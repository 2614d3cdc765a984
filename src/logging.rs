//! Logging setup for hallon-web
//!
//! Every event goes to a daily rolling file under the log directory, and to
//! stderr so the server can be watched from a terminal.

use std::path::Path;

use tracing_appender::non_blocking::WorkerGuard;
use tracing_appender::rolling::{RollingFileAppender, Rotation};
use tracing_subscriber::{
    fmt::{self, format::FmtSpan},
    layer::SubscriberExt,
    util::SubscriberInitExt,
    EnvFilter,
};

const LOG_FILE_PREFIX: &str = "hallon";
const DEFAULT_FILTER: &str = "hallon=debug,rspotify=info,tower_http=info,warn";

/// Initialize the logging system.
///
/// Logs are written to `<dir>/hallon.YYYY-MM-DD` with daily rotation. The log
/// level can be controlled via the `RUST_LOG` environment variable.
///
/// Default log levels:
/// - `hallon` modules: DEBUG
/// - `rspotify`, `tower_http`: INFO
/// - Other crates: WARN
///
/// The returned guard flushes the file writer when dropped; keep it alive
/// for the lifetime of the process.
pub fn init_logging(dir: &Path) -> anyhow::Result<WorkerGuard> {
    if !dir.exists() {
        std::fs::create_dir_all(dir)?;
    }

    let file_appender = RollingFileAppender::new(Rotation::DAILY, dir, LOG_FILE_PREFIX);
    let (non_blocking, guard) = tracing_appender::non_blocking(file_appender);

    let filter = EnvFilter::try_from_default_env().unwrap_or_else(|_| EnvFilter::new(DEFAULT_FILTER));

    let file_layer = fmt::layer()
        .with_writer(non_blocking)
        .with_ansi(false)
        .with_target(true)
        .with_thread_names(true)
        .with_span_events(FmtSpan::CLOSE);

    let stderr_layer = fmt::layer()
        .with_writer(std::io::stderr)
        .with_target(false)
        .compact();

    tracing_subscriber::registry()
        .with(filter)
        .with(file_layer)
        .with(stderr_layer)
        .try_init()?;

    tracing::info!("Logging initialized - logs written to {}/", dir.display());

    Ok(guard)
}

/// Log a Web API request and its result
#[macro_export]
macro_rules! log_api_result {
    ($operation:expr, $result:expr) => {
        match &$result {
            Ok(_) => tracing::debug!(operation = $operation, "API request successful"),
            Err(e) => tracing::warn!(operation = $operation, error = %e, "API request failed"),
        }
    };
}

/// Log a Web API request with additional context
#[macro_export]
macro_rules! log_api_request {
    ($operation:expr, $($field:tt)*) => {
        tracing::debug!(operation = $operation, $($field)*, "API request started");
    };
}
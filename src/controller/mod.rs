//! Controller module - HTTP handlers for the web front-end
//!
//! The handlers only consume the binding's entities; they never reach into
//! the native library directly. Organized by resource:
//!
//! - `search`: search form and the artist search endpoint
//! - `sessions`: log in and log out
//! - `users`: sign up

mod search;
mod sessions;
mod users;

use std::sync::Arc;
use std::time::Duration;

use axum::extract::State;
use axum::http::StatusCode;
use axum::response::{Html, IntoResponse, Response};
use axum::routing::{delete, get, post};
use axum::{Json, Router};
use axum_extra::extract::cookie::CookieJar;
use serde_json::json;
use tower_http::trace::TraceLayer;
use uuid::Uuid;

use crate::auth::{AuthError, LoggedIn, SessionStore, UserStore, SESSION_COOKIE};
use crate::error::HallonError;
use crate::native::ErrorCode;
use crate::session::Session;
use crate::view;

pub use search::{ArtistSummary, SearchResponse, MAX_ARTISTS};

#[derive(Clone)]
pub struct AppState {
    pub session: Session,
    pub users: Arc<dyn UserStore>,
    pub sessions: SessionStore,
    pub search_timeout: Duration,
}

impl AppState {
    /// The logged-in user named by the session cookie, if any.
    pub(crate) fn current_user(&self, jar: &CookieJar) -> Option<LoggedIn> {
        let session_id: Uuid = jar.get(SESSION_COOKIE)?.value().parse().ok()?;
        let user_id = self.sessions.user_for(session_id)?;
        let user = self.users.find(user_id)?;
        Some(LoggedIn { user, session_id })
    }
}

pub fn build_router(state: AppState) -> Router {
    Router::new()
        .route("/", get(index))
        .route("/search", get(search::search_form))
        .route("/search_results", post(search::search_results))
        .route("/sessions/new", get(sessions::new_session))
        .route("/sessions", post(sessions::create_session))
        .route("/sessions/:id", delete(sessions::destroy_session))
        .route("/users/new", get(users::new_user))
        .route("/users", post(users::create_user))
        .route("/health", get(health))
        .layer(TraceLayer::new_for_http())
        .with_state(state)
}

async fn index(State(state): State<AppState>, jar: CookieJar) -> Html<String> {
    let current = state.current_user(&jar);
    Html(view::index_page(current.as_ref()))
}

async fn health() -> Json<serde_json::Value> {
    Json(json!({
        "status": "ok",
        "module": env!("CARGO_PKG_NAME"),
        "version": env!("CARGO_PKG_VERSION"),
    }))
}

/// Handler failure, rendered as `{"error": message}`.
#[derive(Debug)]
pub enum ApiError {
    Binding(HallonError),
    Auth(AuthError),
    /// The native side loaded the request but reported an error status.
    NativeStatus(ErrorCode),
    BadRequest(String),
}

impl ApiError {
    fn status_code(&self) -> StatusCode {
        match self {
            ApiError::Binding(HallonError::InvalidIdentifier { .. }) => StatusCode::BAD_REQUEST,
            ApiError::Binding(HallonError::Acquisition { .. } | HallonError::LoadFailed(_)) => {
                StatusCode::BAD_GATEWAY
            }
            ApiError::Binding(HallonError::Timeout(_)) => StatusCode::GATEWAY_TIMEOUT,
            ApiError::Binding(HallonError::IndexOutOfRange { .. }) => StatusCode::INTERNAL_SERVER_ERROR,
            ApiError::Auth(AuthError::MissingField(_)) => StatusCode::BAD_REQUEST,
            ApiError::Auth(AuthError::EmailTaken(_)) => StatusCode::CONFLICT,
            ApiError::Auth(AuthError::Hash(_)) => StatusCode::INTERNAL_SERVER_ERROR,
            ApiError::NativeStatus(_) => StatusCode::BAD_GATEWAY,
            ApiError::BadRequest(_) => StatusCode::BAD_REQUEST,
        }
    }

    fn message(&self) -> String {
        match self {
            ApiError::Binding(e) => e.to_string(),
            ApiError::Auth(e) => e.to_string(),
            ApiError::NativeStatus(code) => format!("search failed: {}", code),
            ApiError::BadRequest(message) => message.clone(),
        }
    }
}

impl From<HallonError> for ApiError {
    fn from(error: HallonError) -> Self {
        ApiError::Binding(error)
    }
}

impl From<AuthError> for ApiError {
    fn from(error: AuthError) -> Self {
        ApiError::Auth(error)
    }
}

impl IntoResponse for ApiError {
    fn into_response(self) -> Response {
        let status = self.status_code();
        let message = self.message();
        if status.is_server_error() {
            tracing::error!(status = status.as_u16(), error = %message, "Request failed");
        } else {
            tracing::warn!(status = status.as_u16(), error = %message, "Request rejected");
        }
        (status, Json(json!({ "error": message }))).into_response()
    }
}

· · ·

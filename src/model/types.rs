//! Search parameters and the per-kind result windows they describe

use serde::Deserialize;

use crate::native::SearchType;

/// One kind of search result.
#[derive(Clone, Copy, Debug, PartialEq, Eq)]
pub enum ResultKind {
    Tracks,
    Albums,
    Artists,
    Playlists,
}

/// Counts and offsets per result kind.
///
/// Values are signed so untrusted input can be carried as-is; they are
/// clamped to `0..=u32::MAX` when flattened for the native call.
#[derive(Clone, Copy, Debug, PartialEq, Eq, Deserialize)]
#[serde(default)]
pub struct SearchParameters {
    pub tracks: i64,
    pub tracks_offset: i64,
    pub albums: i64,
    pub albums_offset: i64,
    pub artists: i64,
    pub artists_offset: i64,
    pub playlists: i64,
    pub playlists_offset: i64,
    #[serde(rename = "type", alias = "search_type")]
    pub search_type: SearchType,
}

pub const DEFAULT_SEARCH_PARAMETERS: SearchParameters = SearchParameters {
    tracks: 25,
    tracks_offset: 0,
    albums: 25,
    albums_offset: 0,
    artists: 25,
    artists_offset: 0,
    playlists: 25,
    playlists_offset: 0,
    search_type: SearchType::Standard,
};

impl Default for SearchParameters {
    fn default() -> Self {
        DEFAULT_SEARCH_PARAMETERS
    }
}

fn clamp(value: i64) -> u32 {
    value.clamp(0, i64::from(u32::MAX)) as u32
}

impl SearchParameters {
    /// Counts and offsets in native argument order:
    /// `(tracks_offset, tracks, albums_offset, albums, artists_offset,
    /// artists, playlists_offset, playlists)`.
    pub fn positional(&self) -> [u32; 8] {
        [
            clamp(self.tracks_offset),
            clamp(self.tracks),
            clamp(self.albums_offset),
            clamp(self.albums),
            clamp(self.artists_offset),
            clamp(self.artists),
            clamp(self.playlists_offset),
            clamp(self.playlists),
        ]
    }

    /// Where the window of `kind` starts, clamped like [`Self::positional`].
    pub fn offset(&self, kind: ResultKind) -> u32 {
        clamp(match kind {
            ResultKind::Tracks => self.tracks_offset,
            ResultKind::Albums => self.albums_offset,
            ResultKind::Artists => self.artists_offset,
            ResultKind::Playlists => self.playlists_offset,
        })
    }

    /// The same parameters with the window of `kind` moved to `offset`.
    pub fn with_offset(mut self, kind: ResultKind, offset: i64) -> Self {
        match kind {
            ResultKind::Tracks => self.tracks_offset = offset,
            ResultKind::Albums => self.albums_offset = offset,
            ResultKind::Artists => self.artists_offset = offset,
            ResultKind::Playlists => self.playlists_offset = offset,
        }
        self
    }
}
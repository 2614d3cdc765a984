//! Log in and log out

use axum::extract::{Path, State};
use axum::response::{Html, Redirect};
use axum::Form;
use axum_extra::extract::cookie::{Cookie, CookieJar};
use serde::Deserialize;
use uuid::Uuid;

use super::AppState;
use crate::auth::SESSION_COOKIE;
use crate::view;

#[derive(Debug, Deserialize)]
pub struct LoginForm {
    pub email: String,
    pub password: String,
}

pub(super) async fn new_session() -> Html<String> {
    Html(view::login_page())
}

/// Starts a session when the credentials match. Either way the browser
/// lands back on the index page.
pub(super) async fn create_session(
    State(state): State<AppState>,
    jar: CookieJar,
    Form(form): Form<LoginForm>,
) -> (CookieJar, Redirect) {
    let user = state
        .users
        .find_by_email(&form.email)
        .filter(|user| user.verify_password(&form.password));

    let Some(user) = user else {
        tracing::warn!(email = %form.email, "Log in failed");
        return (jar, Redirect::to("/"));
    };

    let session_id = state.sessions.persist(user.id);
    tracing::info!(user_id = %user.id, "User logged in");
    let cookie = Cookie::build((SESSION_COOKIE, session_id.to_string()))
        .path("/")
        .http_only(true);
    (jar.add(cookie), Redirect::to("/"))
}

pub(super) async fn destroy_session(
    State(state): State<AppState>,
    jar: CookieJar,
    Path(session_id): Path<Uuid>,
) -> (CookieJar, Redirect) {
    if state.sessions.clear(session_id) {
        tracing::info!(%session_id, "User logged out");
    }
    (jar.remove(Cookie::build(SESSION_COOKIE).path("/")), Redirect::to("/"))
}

· · ·

> Required action:
Show all lines above holding the word "Copy".

> Reply to the task:
#[derive(Clone, Copy, Debug, PartialEq, Eq)]
#[derive(Clone, Copy, Debug, PartialEq, Eq, Deserialize)]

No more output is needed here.